Sigurd and his men sailed from Norway in the autumn of 1107 with 60 ships and around 5,000 men. He soon arrived in England, where Henry I was king. Sigurd and his men stayed there the entire winter until the spring of 1108, when they set sail southwards.

===Iberia (1108–09)===
After several months they came to Santiago de Compostela (Jakobsland) in the Kingdom of Galicia (Galizuland) where they were allowed by a local lord to stay for the winter. However, when the winter came there was a shortage of food, which caused the lord to refuse to sell food and goods to the Norwegians. Sigurd gathered his army, attacked the lord's castle and looted what they could there. The identity of the local lord or count is uncertain.

In the spring of 1109, they continued along the coast of Portugal, capturing eight Saracen galleys on their way, and conquered a castle at Sintra (probably referring to Colares, which is closer to the sea), after which they continued to Lisbon, a "half Christian and half heathen" city, said to be on the dividing line between Christian and Muslim Iberia, where they won another battle. On their continued journey they sacked the town of Alkasse (probably Alcácer do Sal), and on their way into the Mediterranean, near the Strait of Gibraltar (Norfasund), met and defeated a Muslim squadron.

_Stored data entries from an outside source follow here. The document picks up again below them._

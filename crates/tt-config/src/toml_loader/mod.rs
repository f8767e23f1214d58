//! TOML config file loading and creation.

mod loader;
mod paths;
mod template;

#[cfg(test)]
mod tests;

pub use loader::{load_default, load_from_path};
pub use paths::{config_path_in, create_default_config, default_config_path, APP_DIR_NAME};
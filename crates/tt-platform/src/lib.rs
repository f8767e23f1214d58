//! Native OS capabilities used by the host: well-known directories,
//! disk free-space queries, file/folder pickers, shell open, and crash
//! reports.

pub mod crash_report;
pub mod dialogs;
pub mod disk;
pub mod paths;
pub mod shell;

pub use disk::{disk_space, resolve_existing_directory, DiskSpace};
pub use paths::{crash_report_dir, data_dir, ensure_dirs, log_dir, webview_data_dir};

The Siege of Lisbon in 1109 marked a significant chapter in their expedition. Positioned as a pivotal point between Christian and Muslim territories, the raiders confronted the diverse cultural and religious landscape of the Iberian Peninsula. Their triumph in Lisbon was one of many on their way to the Holy Land.

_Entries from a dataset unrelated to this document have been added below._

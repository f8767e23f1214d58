pub mod errors;
pub mod types;

pub use errors::{ConfigError, HostError, PlatformError};
pub use types::{Dpi, PixelPoint, PixelRect, PixelSize, BASE_DPI};

pub type Result<T> = std::result::Result<T, HostError>;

===Balearic Islands (1109)===
After entering the Mediterranean (Griklands haf) they sailed along the coast of the land of the Saracens (Serkland) to the Balearic Islands. The Balearics were at the time perceived by Christians to be nothing more than a pirate haven and slaving centre. The Norwegian raids are also the first recorded Christian attacks on the Islamic Balearic Islands (though smaller attacks certainly had occurred).

They arrived at Formentera, where they encountered a great number of blámenn (blue men) and Serkir (Saracens) who had taken up their dwelling in a cave. The description of the ensuing battle is the most detailed episode in the written sources of the entire crusade. After this battle, the Norwegians supposedly gained the greatest treasures they had ever acquired. They then went on to successfully attack Ibiza and Menorca. The Norwegians seem to have avoided attacking the largest of the Balearic Islands, Majorca, most likely because it was at the time the most prosperous and well-fortified centre of an independent taifa kingdom. Tales of their success may have inspired the Catalan–Pisan conquest of the Balearics in 1113–1115.

===Sicily (1109–10)===
In the spring of 1109, they arrived at Sicily (Sikiley), where they were welcomed by the ruling count, Roger II, who was 12–13 years old at the time.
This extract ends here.